On "I Was the Dog" Bill moves to fretless bass, sticks with only two chords (an SLM rarity), and is honestly not trying to go out of his way to insult anybody.

"Forbidden Love" showcases SLM's moody jazzy side and may eventually be developed into a neo-film noir (not just part of the soundtrack for a film, but the whole screenplay).

"Hollywood, Please" puts SLM right in the front row, spilling popcorn, delighted not to be squinting at subtitles this time. The album version has electric piano by Bill and organ by both Bryan and a terrific ringer, Ben Cohen.

"This End Up" is the first tune Bryan and Bill have co-written and the first studio recording with Adam. The organ here is a real one, the honest-to-Booker Hammond B2 at Cowboy, played by Bryan within inches of its life.

"All of These Wires" is Bill's post-Luddite paean to technologically mediated romance.

The feral creatures of southern California make a cameo in "A Man Demanded," Bryan's latest version of a recurrent and unsettling story.

"Fährenheit 451" is a sprightly upbeat power-pop version of the sort of thing you always wanted to say to . . . well, to somebody, or probably to several somebodys.

"Potboiler" has always been a crowd favorite, in part for its basic punk-pop crunchiness and in part for telling the story of a guy who lives a pulp-fiction life so that you don't have to.

Bryan's "A Family Way," perhaps the most emotionally direct of all SLM songs, features a sophisticated through-composed arrangement marked by shifting rhythms and evocative key changes.

"The Guilty Man" is even more Costelloid, from its jazz-chord vocal harmonies to its anguished, obsessive lyrics on themes of marital meltdown.

In "Hollywood Supine," over breakneck rhythms and angular guitars, Bryan tells a spooky tale of inhumane contacts in the land of silk and money.
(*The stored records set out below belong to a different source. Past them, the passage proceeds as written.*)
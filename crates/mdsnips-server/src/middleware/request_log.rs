use std::time::Instant;

use axum::extract::{MatchedPath, Request};
use axum::middleware::Next;
use axum::response::Response;
use tracing::{error, info};

/// Fallback label for requests that matched no route.
const UNMATCHED: &str = "<unmatched>";

/// Request logging middleware.
///
/// Emits one `api_request` event per request. The path is the route template
/// (`/md/{id}`), never the concrete URI, so snippet ids stay out of the logs.
/// Server errors are logged at error level.
pub async fn request_log(req: Request, next: Next) -> Response {
    let method = req.method().clone();
    let route = req
        .extensions()
        .get::<MatchedPath>()
        .map_or(UNMATCHED, MatchedPath::as_str)
        .to_string();
    let started = Instant::now();

    let response = next.run(req).await;

    let status = response.status();
    let elapsed_ms = started.elapsed().as_millis() as u64;
    if status.is_server_error() {
        error!(
            method = %method,
            route = %route,
            status = status.as_u16(),
            elapsed_ms,
            "api_request"
        );
    } else {
        info!(
            method = %method,
            route = %route,
            status = status.as_u16(),
            elapsed_ms,
            "api_request"
        );
    }

    response
}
We're all very glad he got out alive.

"Ruined California" travels from country to anthemic punk as its story moves from heartbreak to revived romantic hopes. (Somewhere in the SLM vaults there's a studio track of this one with contributions by two highly regarded ringers, Hoboken folk-rock recording artist Kate Jacobs and slide guitarist Kerryn Tolhurst, formerly with Australia's Dingoes and the Hoboken/New York band The Health and Happiness Show.)

In "A Hammer Song" (not to be confused with the Spencer Davis Group's "The Hammer Song" or "The Hammer Song" by Nick Cave and the Bad Seeds) Bryan sings of fathers, sons, Sears Craftsman tools, the Mets, and other things that break.

In another SLM country song, "Pawnshop Prize," a singer at the end of a long road meets the Hornéd Gentleman who often turns up when people reach the ends of long roads. Bottom line: be careful whom you buy used guitars from. (This one's a collaboration between Bill and Memphis music aficionado Dave Weil.)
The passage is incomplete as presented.